PROVIDED RECORDS
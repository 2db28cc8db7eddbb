//! VM execution tracing.
//!
//! The VM is generic over a [`VmTracer`], so with [`NoopTracer`] every hook is monomorphized
//! away, the same way [`NoLimitTracker`](crate::resource::NoLimitTracker) removes resource
//! checks.
//!
//! | Tracer | Purpose |
//! |--------|---------|
//! | [`NoopTracer`] | No-op (default) |
//! | [`StderrTracer`] | Human-readable execution log on stderr |
//! | [`ProfilingTracer`] | Opcode frequencies, call counts and depth |
//! | [`RecordingTracer`] | Event list, used by tests to assert on execution shape |
//!
//! ```ignore
//! let runner = Runner::new(source, "main.py")?;
//! let mut tracer = ProfilingTracer::new();
//! runner.run_with(RunOptions::default(), NoLimitTracker, &mut tracer, &mut StdPrint)?;
//! eprintln!("{}", tracer.report());
//! ```

use std::collections::HashMap;

use crate::bytecode::Opcode;

/// One event captured by [`RecordingTracer`].
#[derive(Debug, Clone, PartialEq, Eq)]
pub enum TraceEvent {
    Instruction {
        ip: usize,
        opcode: Opcode,
        /// Operand stack depth relative to the frame base.
        stack_depth: usize,
    },
    Call {
        func_name: String,
        depth: usize,
    },
    Return {
        depth: usize,
    },
    ExceptionRaised {
        type_name: String,
        depth: usize,
    },
    ExceptionCaught {
        handler: usize,
        depth: usize,
    },
    GeneratorResume {
        depth: usize,
    },
    GeneratorSuspend {
        depth: usize,
    },
    Collect {
        freed: usize,
        live: usize,
    },
}

/// Hook points called by the VM.
///
/// Every method has a no-op default so implementations only override what they record.
pub trait VmTracer: std::fmt::Debug {
    /// Called before each opcode is dispatched. This is the hottest hook.
    #[inline(always)]
    fn on_instruction(&mut self, _ip: usize, _opcode: Opcode, _stack_depth: usize, _frame_depth: usize) {}

    /// A frame was pushed for a function, class body or module.
    #[inline(always)]
    fn on_call(&mut self, _func_name: &str, _depth: usize) {}

    /// A frame was popped.
    #[inline(always)]
    fn on_return(&mut self, _depth: usize) {}

    /// An exception started unwinding from the frame at `depth`.
    #[inline(always)]
    fn on_exception_raised(&mut self, _type_name: &str, _depth: usize) {}

    /// An exception-table entry matched; execution continues at `handler`.
    #[inline(always)]
    fn on_exception_caught(&mut self, _handler: usize, _depth: usize) {}

    #[inline(always)]
    fn on_generator_resume(&mut self, _depth: usize) {}

    #[inline(always)]
    fn on_generator_suspend(&mut self, _depth: usize) {}

    /// A garbage collection cycle finished.
    #[inline(always)]
    fn on_collect(&mut self, _freed: usize, _live: usize) {}
}

impl<Tr: VmTracer + ?Sized> VmTracer for &mut Tr {
    #[inline(always)]
    fn on_instruction(&mut self, ip: usize, opcode: Opcode, stack_depth: usize, frame_depth: usize) {
        (**self).on_instruction(ip, opcode, stack_depth, frame_depth);
    }

    fn on_call(&mut self, func_name: &str, depth: usize) {
        (**self).on_call(func_name, depth);
    }

    fn on_return(&mut self, depth: usize) {
        (**self).on_return(depth);
    }

    fn on_exception_raised(&mut self, type_name: &str, depth: usize) {
        (**self).on_exception_raised(type_name, depth);
    }

    fn on_exception_caught(&mut self, handler: usize, depth: usize) {
        (**self).on_exception_caught(handler, depth);
    }

    fn on_generator_resume(&mut self, depth: usize) {
        (**self).on_generator_resume(depth);
    }

    fn on_generator_suspend(&mut self, depth: usize) {
        (**self).on_generator_suspend(depth);
    }

    fn on_collect(&mut self, freed: usize, live: usize) {
        (**self).on_collect(freed, live);
    }
}

// ============================================================================
// NoopTracer
// ============================================================================

/// A tracer that does nothing.
#[derive(Debug, Clone, Copy, Default)]
pub struct NoopTracer;

impl VmTracer for NoopTracer {}

// ============================================================================
// StderrTracer
// ============================================================================

/// Prints an execution log to stderr:
///
/// ```text
/// [    0] LoadConst  stack=0  frames=1
///   >>> CALL fib                 depth=2
///   <<< RETURN                   depth=1
/// ```
#[derive(Debug, Default)]
pub struct StderrTracer {
    /// Stop logging instructions after this many; `None` logs everything.
    limit: Option<usize>,
    count: usize,
    stopped: bool,
}

impl StderrTracer {
    #[must_use]
    pub fn new() -> Self {
        Self::default()
    }

    /// Creates a tracer that goes quiet after `limit` instructions.
    #[must_use]
    pub fn with_limit(limit: usize) -> Self {
        Self {
            limit: Some(limit),
            ..Self::default()
        }
    }
}

impl VmTracer for StderrTracer {
    #[inline]
    fn on_instruction(&mut self, ip: usize, opcode: Opcode, stack_depth: usize, frame_depth: usize) {
        if self.stopped {
            return;
        }
        eprintln!("[{ip:>5}] {opcode:?}  stack={stack_depth}  frames={frame_depth}");
        self.count += 1;
        if let Some(limit) = self.limit
            && self.count >= limit
        {
            eprintln!("--- trace limit reached ({limit} instructions) ---");
            self.stopped = true;
        }
    }

    fn on_call(&mut self, func_name: &str, depth: usize) {
        if !self.stopped {
            eprintln!("  >>> CALL {func_name:<20} depth={depth}");
        }
    }

    fn on_return(&mut self, depth: usize) {
        if !self.stopped {
            eprintln!("  <<< RETURN              depth={depth}");
        }
    }

    fn on_exception_raised(&mut self, type_name: &str, depth: usize) {
        if !self.stopped {
            eprintln!("  !!! RAISE {type_name:<19} depth={depth}");
        }
    }

    fn on_exception_caught(&mut self, handler: usize, depth: usize) {
        if !self.stopped {
            eprintln!("  !!! CAUGHT -> {handler:<14} depth={depth}");
        }
    }

    fn on_generator_resume(&mut self, depth: usize) {
        if !self.stopped {
            eprintln!("  ~~> RESUME              depth={depth}");
        }
    }

    fn on_generator_suspend(&mut self, depth: usize) {
        if !self.stopped {
            eprintln!("  <~~ YIELD               depth={depth}");
        }
    }

    fn on_collect(&mut self, freed: usize, live: usize) {
        eprintln!("  *** GC freed={freed} live={live}");
    }
}

// ============================================================================
// ProfilingTracer
// ============================================================================

/// Collects per-opcode counts, call counts and the deepest call stack seen.
#[derive(Debug, Default)]
pub struct ProfilingTracer {
    opcode_counts: HashMap<Opcode, u64>,
    total_instructions: u64,
    max_depth: usize,
    total_calls: u64,
    exceptions_raised: u64,
    collections: u64,
}

/// Summary produced by [`ProfilingTracer::report`].
#[derive(Debug)]
pub struct ProfilingReport {
    /// Per-opcode counts, most frequent first.
    pub opcode_counts: Vec<(Opcode, u64)>,
    pub total_instructions: u64,
    pub max_depth: usize,
    pub total_calls: u64,
    pub exceptions_raised: u64,
    pub collections: u64,
}

impl ProfilingTracer {
    #[must_use]
    pub fn new() -> Self {
        Self::default()
    }

    #[must_use]
    pub fn report(&self) -> ProfilingReport {
        let mut opcode_counts: Vec<_> = self.opcode_counts.iter().map(|(&k, &v)| (k, v)).collect();
        opcode_counts.sort_by(|a, b| b.1.cmp(&a.1).then_with(|| (a.0 as u8).cmp(&(b.0 as u8))));
        ProfilingReport {
            opcode_counts,
            total_instructions: self.total_instructions,
            max_depth: self.max_depth,
            total_calls: self.total_calls,
            exceptions_raised: self.exceptions_raised,
            collections: self.collections,
        }
    }
}

impl VmTracer for ProfilingTracer {
    #[inline]
    fn on_instruction(&mut self, _ip: usize, opcode: Opcode, _stack_depth: usize, _frame_depth: usize) {
        *self.opcode_counts.entry(opcode).or_insert(0) += 1;
        self.total_instructions += 1;
    }

    #[inline]
    fn on_call(&mut self, _func_name: &str, depth: usize) {
        self.total_calls += 1;
        self.max_depth = self.max_depth.max(depth);
    }

    fn on_exception_raised(&mut self, _type_name: &str, _depth: usize) {
        self.exceptions_raised += 1;
    }

    fn on_collect(&mut self, _freed: usize, _live: usize) {
        self.collections += 1;
    }
}

impl std::fmt::Display for ProfilingReport {
    fn fmt(&self, f: &mut std::fmt::Formatter<'_>) -> std::fmt::Result {
        writeln!(f, "=== VM Profiling Report ===")?;
        writeln!(f, "Total instructions: {}", self.total_instructions)?;
        writeln!(f, "Total calls:        {}", self.total_calls)?;
        writeln!(f, "Max call depth:     {}", self.max_depth)?;
        writeln!(f, "Exceptions raised:  {}", self.exceptions_raised)?;
        writeln!(f, "GC cycles:          {}", self.collections)?;
        writeln!(f)?;
        writeln!(f, "--- Opcode Frequency ---")?;
        for (opcode, count) in &self.opcode_counts {
            let pct = (*count as f64 / self.total_instructions.max(1) as f64) * 100.0;
            writeln!(f, "  {opcode:<20?} {count:>10}  ({pct:>5.1}%)")?;
        }
        Ok(())
    }
}

// ============================================================================
// RecordingTracer
// ============================================================================

/// Records structural events (everything except individual instructions unless asked).
#[derive(Debug, Default)]
pub struct RecordingTracer {
    events: Vec<TraceEvent>,
    record_instructions: bool,
}

impl RecordingTracer {
    /// Records calls, returns, exceptions, generator switches and GC cycles.
    #[must_use]
    pub fn new() -> Self {
        Self::default()
    }

    /// Also records every dispatched instruction.
    #[must_use]
    pub fn with_instructions() -> Self {
        Self {
            events: Vec::new(),
            record_instructions: true,
        }
    }

    #[must_use]
    pub fn events(&self) -> &[TraceEvent] {
        &self.events
    }

    #[must_use]
    pub fn into_events(self) -> Vec<TraceEvent> {
        self.events
    }
}

impl VmTracer for RecordingTracer {
    #[inline]
    fn on_instruction(&mut self, ip: usize, opcode: Opcode, stack_depth: usize, _frame_depth: usize) {
        if self.record_instructions {
            self.events.push(TraceEvent::Instruction {
                ip,
                opcode,
                stack_depth,
            });
        }
    }

    fn on_call(&mut self, func_name: &str, depth: usize) {
        self.events.push(TraceEvent::Call {
            func_name: func_name.to_owned(),
            depth,
        });
    }

    fn on_return(&mut self, depth: usize) {
        self.events.push(TraceEvent::Return { depth });
    }

    fn on_exception_raised(&mut self, type_name: &str, depth: usize) {
        self.events.push(TraceEvent::ExceptionRaised {
            type_name: type_name.to_owned(),
            depth,
        });
    }

    fn on_exception_caught(&mut self, handler: usize, depth: usize) {
        self.events.push(TraceEvent::ExceptionCaught { handler, depth });
    }

    fn on_generator_resume(&mut self, depth: usize) {
        self.events.push(TraceEvent::GeneratorResume { depth });
    }

    fn on_generator_suspend(&mut self, depth: usize) {
        self.events.push(TraceEvent::GeneratorSuspend { depth });
    }

    fn on_collect(&mut self, freed: usize, live: usize) {
        self.events.push(TraceEvent::Collect { freed, live });
    }
}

PROBLEM DETAILS
Each line from the first line of the entries up to and including the line containing "on stderr |" should be transcribed exactly, with all other lines left out.

TASK ANSWER
repository 2db28cc8db7eddbb
//! VM execution tracing.
//!
//! The VM is generic over a [`VmTracer`], so with [`NoopTracer`] every hook is monomorphized
//! away, the same way [`NoLimitTracker`](crate::resource::NoLimitTracker) removes resource
//! checks.
//!
//! | Tracer | Purpose |
//! |--------|---------|
//! | [`NoopTracer`] | No-op (default) |
//! | [`StderrTracer`] | Human-readable execution log on stderr |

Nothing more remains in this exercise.